Check every line of the entries for the string "Send" and return the ones that contain it.

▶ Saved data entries
####################

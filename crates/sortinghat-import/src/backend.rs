//! Import backends and their registry.
//!
//! A backend is built from a fetched main document plus its extra
//! parameters. Parameters ending in `_url` name further documents; they are
//! fetched before the backend is built.

use std::collections::{BTreeMap, HashMap};

use crate::{
  error::{Error, Result},
  fetch::fetch,
  gitdm::GitdmParser,
  mailmap::MailmapParser,
  model::ImportData,
};

/// A source of individuals and organizations to load into the registry.
pub trait Backend: Send + Sync {
  fn name(&self) -> &'static str;

  /// Parse the documents the backend was built from.
  fn read(&self) -> ImportData;
}

/// Inputs handed to a backend constructor.
#[derive(Debug, Default)]
pub struct Documents {
  pub main:   String,
  /// Fetched `*_url` parameters, keyed by parameter name.
  pub extras: HashMap<String, String>,
  /// Every other parameter, verbatim.
  pub params: HashMap<String, String>,
}

impl Documents {
  fn flag(&self, param: &str, default: bool) -> Result<bool> {
    match self.params.get(param).map(|v| v.trim().to_ascii_lowercase()) {
      None => Ok(default),
      Some(v) => match v.as_str() {
        "true" | "yes" | "1" => Ok(true),
        "false" | "no" | "0" => Ok(false),
        _ => Err(Error::InvalidParam { param: param.to_owned(), value: v }),
      },
    }
  }
}

/// Registry entry: a backend name, the extra parameters it accepts and its
/// constructor.
pub struct BackendSpec {
  pub name:   &'static str,
  pub params: &'static [&'static str],
  build:      fn(Documents) -> Result<Box<dyn Backend>>,
}

impl std::fmt::Debug for BackendSpec {
  fn fmt(&self, f: &mut std::fmt::Formatter<'_>) -> std::fmt::Result {
    f.debug_struct("BackendSpec")
      .field("name", &self.name)
      .field("params", &self.params)
      .finish()
  }
}

static BACKENDS: &[BackendSpec] = &[
  BackendSpec {
    name:   "gitdm",
    params: &["aliases_url", "domains_url", "email_validation"],
    build:  GitdmBackend::build,
  },
  BackendSpec {
    name:   "mailmap",
    params: &["has_orgs"],
    build:  MailmapBackend::build,
  },
];

/// Every registered backend, by name.
pub fn find_backends() -> BTreeMap<&'static str, &'static BackendSpec> {
  BACKENDS.iter().map(|spec| (spec.name, spec)).collect()
}

/// Fetch the documents of backend `name` and build it.
///
/// Unknown backends and parameters are rejected before anything is fetched.
pub async fn open(
  name: &str,
  location: &str,
  params: &BTreeMap<String, String>,
) -> Result<Box<dyn Backend>> {
  let spec = find_backends()
    .remove(name)
    .ok_or_else(|| Error::UnknownBackend(name.to_owned()))?;
  if let Some(param) = params.keys().find(|p| !spec.params.contains(&p.as_str())) {
    return Err(Error::UnknownParam { backend: spec.name, param: param.clone() });
  }

  let mut docs = Documents { main: fetch(location).await?, ..Default::default() };
  for (param, value) in params {
    if param.ends_with("_url") {
      docs.extras.insert(param.clone(), fetch(value).await?);
    } else {
      docs.params.insert(param.clone(), value.clone());
    }
  }
  (spec.build)(docs)
}

// ─── gitdm ───────────────────────────────────────────────────────────────────

/// The main document is the email-to-employer stream.
struct GitdmBackend {
  parser: GitdmParser,
  docs:   Documents,
}

impl GitdmBackend {
  fn build(docs: Documents) -> Result<Box<dyn Backend>> {
    let parser = GitdmParser::new().email_validation(docs.flag("email_validation", true)?);
    Ok(Box::new(Self { parser, docs }))
  }
}

impl Backend for GitdmBackend {
  fn name(&self) -> &'static str { "gitdm" }

  fn read(&self) -> ImportData {
    self.parser.parse(
      Some(&self.docs.main),
      self.docs.extras.get("aliases_url").map(String::as_str),
      self.docs.extras.get("domains_url").map(String::as_str),
    )
  }
}

// ─── mailmap ─────────────────────────────────────────────────────────────────

struct MailmapBackend {
  parser:  MailmapParser,
  mailmap: String,
}

impl MailmapBackend {
  fn build(docs: Documents) -> Result<Box<dyn Backend>> {
    let parser = MailmapParser::new().has_orgs(docs.flag("has_orgs", false)?);
    Ok(Box::new(Self { parser, mailmap: docs.main }))
  }
}

impl Backend for MailmapBackend {
  fn name(&self) -> &'static str { "mailmap" }

  fn read(&self) -> ImportData { self.parser.parse(&self.mailmap) }
}

#[cfg(test)]
mod tests {
  use super::*;

  #[test]
  fn registry_lists_backends_with_params() {
    let backends = find_backends();
    assert_eq!(backends.keys().copied().collect::<Vec<_>>(), vec!["gitdm", "mailmap"]);
    assert_eq!(backends["mailmap"].params, &["has_orgs"]);
  }

  #[tokio::test]
  async fn unknown_backend_and_param_are_rejected_before_fetching() {
    let err = open("eclipse", "/nonexistent", &BTreeMap::new()).await.err().unwrap();
    assert!(matches!(err, Error::UnknownBackend(_)));

    let params = BTreeMap::from([("colour".to_owned(), "blue".to_owned())]);
    let err = open("gitdm", "/nonexistent", &params).await.err().unwrap();
    assert!(matches!(err, Error::UnknownParam { backend: "gitdm", .. }));
    assert!(matches!(
      sortinghat_core::Error::from(err),
      sortinghat_core::Error::InvalidValue(_)
    ));
  }

  #[test]
  fn flags_parse_or_fail() {
    let docs = Documents {
      params: HashMap::from([("has_orgs".to_owned(), "Yes".to_owned())]),
      ..Default::default()
    };
    assert!(docs.flag("has_orgs", false).unwrap());
    assert!(!docs.flag("email_validation", false).unwrap());

    let docs = Documents {
      params: HashMap::from([("has_orgs".to_owned(), "maybe".to_owned())]),
      ..Default::default()
    };
    assert!(matches!(docs.flag("has_orgs", false), Err(Error::InvalidParam { .. })));
  }
}
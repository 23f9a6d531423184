//! The `Store` and `UnitOfWork` traits and supporting query types.
//!
//! A [`Store`] hands out units of work: every engine call runs inside exactly
//! one of them, and the whole unit either commits or rolls back. Backends
//! (e.g. `sortinghat-store-sqlite`) implement both traits; the engine only
//! ever sees `&mut dyn UnitOfWork`.

use std::future::Future;

use chrono::{DateTime, Utc};
use serde::{Deserialize, Serialize};
use tokio_util::sync::CancellationToken;

use crate::{
  Result,
  journal::{Operation, Transaction},
  model::{Alias, Country, Domain, Enrollment, Group, GroupKind, Identity, Individual, Profile},
  period::Period,
};

// ─── Pagination ──────────────────────────────────────────────────────────────

pub const DEFAULT_PAGE_SIZE: u32 = 25;
pub const MAX_PAGE_SIZE: u32 = 100;

/// 1-based page request.
#[derive(Debug, Clone, Copy, PartialEq, Eq, Serialize, Deserialize)]
pub struct PageRequest {
  pub page:      u32,
  pub page_size: u32,
}

impl Default for PageRequest {
  fn default() -> Self { Self { page: 1, page_size: DEFAULT_PAGE_SIZE } }
}

impl PageRequest {
  /// Clamp out-of-range values instead of rejecting them.
  pub fn new(page: Option<u32>, page_size: Option<u32>) -> Self {
    Self {
      page:      page.unwrap_or(1).max(1),
      page_size: page_size.unwrap_or(DEFAULT_PAGE_SIZE).clamp(1, MAX_PAGE_SIZE),
    }
  }

  pub fn limit(&self) -> i64 { i64::from(self.page_size) }

  pub fn offset(&self) -> i64 { i64::from(self.page - 1) * i64::from(self.page_size) }
}

/// One page of results.
#[derive(Debug, Clone, Serialize, Deserialize)]
pub struct Page<T> {
  pub entities:  Vec<T>,
  pub page:      u32,
  pub page_size: u32,
  pub num_pages: u32,
  pub has_next:  bool,
  pub has_prev:  bool,
  pub total:     u64,
}

impl<T> Page<T> {
  pub fn new(entities: Vec<T>, request: PageRequest, total: u64) -> Self {
    let num_pages = total.div_ceil(u64::from(request.page_size)) as u32;
    Self {
      entities,
      page: request.page,
      page_size: request.page_size,
      num_pages,
      has_next: request.page < num_pages,
      has_prev: request.page > 1,
      total,
    }
  }

  pub fn map<U>(self, f: impl FnMut(T) -> U) -> Page<U> {
    Page {
      entities:  self.entities.into_iter().map(f).collect(),
      page:      self.page,
      page_size: self.page_size,
      num_pages: self.num_pages,
      has_next:  self.has_next,
      has_prev:  self.has_prev,
      total:     self.total,
    }
  }
}

// ─── Filters ─────────────────────────────────────────────────────────────────

/// Parameters for [`UnitOfWork::search_individuals`].
#[derive(Debug, Clone, Default, Serialize, Deserialize)]
pub struct IndividualFilter {
  /// Individual `mk` or the uuid of any of its identities.
  pub uuid:        Option<String>,
  /// Substring matched against identity and profile names, emails and
  /// usernames.
  pub term:        Option<String>,
  pub is_locked:   Option<bool>,
  /// Name of an organization the individual is enrolled in.
  pub enrolled_in: Option<String>,
}

#[derive(Debug, Clone, Default, Serialize, Deserialize)]
pub struct OrganizationFilter {
  /// Substring matched against names, domains and aliases.
  pub term: Option<String>,
}

#[derive(Debug, Clone, Default, Serialize, Deserialize)]
pub struct CountryFilter {
  pub code: Option<String>,
  pub term: Option<String>,
}

#[derive(Debug, Clone, Default, Serialize, Deserialize)]
pub struct TransactionFilter {
  pub name:        Option<String>,
  pub authored_by: Option<String>,
  pub from_date:   Option<DateTime<Utc>>,
}

// ─── Unit of work ────────────────────────────────────────────────────────────

/// Keyed access to every entity inside one atomic store transaction.
///
/// Reads take `&self`, writes `&mut self`. Deleting an individual or a group
/// cascades to its dependents; nothing else cascades. Uniqueness is checked
/// by the engine before writing, so a unique-key violation surfacing here is a
/// race and reports as `Conflict`.
pub trait UnitOfWork {
  // ── Individuals ───────────────────────────────────────────────────────

  fn individual(&self, mk: &str) -> Result<Option<Individual>>;

  fn insert_individual(&mut self, individual: &Individual) -> Result<()>;

  fn set_locked(&mut self, mk: &str, locked: bool, at: DateTime<Utc>) -> Result<()>;

  /// Bump `last_modified`.
  fn touch_individual(&mut self, mk: &str, at: DateTime<Utc>) -> Result<()>;

  /// Delete the individual along with its identities, profile and
  /// enrollments.
  fn delete_individual(&mut self, mk: &str) -> Result<()>;

  // ── Identities ────────────────────────────────────────────────────────

  fn identity(&self, uuid: &str) -> Result<Option<Identity>>;

  /// Identities of an individual, ordered by uuid.
  fn identities_of(&self, mk: &str) -> Result<Vec<Identity>>;

  fn insert_identity(&mut self, identity: &Identity) -> Result<()>;

  fn reassign_identity(&mut self, uuid: &str, mk: &str, at: DateTime<Utc>) -> Result<()>;

  fn delete_identity(&mut self, uuid: &str) -> Result<()>;

  // ── Profiles & countries ──────────────────────────────────────────────

  fn profile(&self, mk: &str) -> Result<Option<Profile>>;

  /// Insert or replace the profile of `profile.individual`.
  fn save_profile(&mut self, profile: &Profile) -> Result<()>;

  fn country(&self, code: &str) -> Result<Option<Country>>;

  // ── Groups ────────────────────────────────────────────────────────────

  fn group(&self, id: i64) -> Result<Option<Group>>;

  fn organization(&self, name: &str) -> Result<Option<Group>>;

  fn team(&self, org: i64, name: &str) -> Result<Option<Group>>;

  /// Every team below `org`, in tree order.
  fn teams_of(&self, org: i64) -> Result<Vec<Group>>;

  fn insert_group(
    &mut self,
    name: &str,
    kind: GroupKind,
    parent_org: Option<i64>,
    parent: Option<i64>,
  ) -> Result<Group>;

  /// Delete the group, its subtree, and every enrollment, domain and alias
  /// attached to any of them.
  fn delete_group(&mut self, id: i64) -> Result<()>;

  // ── Domains & aliases ─────────────────────────────────────────────────

  fn domain(&self, domain: &str) -> Result<Option<Domain>>;

  fn domains_of(&self, org: i64) -> Result<Vec<Domain>>;

  fn insert_domain(&mut self, domain: &str, is_top_domain: bool, org: i64) -> Result<Domain>;

  fn delete_domain(&mut self, domain: &str) -> Result<()>;

  fn alias(&self, alias: &str) -> Result<Option<Alias>>;

  fn aliases_of(&self, org: i64) -> Result<Vec<Alias>>;

  fn insert_alias(&mut self, alias: &str, org: i64) -> Result<Alias>;

  fn delete_alias(&mut self, alias: &str) -> Result<()>;

  // ── Enrollments ───────────────────────────────────────────────────────

  /// Enrollments of an individual, optionally restricted to one group,
  /// ordered by `(start, end)`.
  fn enrollments(&self, mk: &str, group: Option<i64>) -> Result<Vec<Enrollment>>;

  fn insert_enrollment(&mut self, mk: &str, group: i64, period: Period) -> Result<Enrollment>;

  fn delete_enrollment(&mut self, id: i64) -> Result<()>;

  // ── Journal ───────────────────────────────────────────────────────────

  fn insert_transaction(&mut self, trx: &Transaction) -> Result<()>;

  fn close_transaction(&mut self, tuid: &str, at: DateTime<Utc>) -> Result<()>;

  fn insert_operation(&mut self, op: &Operation) -> Result<()>;

  // ── Paginated reads ───────────────────────────────────────────────────

  /// Matching individual keys ordered by `mk`, plus the total match count.
  fn search_individuals(
    &self,
    filter: &IndividualFilter,
    page: PageRequest,
  ) -> Result<(Vec<String>, u64)>;

  fn search_organizations(
    &self,
    filter: &OrganizationFilter,
    page: PageRequest,
  ) -> Result<(Vec<Group>, u64)>;

  fn search_countries(
    &self,
    filter: &CountryFilter,
    page: PageRequest,
  ) -> Result<(Vec<Country>, u64)>;

  /// Newest first.
  fn search_transactions(
    &self,
    filter: &TransactionFilter,
    page: PageRequest,
  ) -> Result<(Vec<Transaction>, u64)>;

  /// Operations of one transaction ordered by `(timestamp, ouid)`.
  fn operations(&self, tuid: &str) -> Result<Vec<Operation>>;
}

// ─── Store ───────────────────────────────────────────────────────────────────

/// A logical database that can run units of work.
///
/// `transact` commits when `f` returns `Ok` and rolls back otherwise. Once
/// `cancel` fires, the next store call inside `f` fails with
/// [`crate::Error::Cancelled`] and the unit rolls back; after commit,
/// cancellation has no effect.
pub trait Store: Clone + Send + Sync + 'static {
  fn transact<F, R>(
    &self,
    cancel: CancellationToken,
    f: F,
  ) -> impl Future<Output = Result<R>> + Send
  where
    F: FnOnce(&mut dyn UnitOfWork) -> Result<R> + Send + 'static,
    R: Send + 'static;
}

####################

▶ EXERCISE ANSWER
pub trait Backend: Send + Sync {
pub trait Store: Clone + Send + Sync + 'static {
  ) -> impl Future<Output = Result<R>> + Send
    F: FnOnce(&mut dyn UnitOfWork) -> Result<R> + Send + 'static,
    R: Send + 'static;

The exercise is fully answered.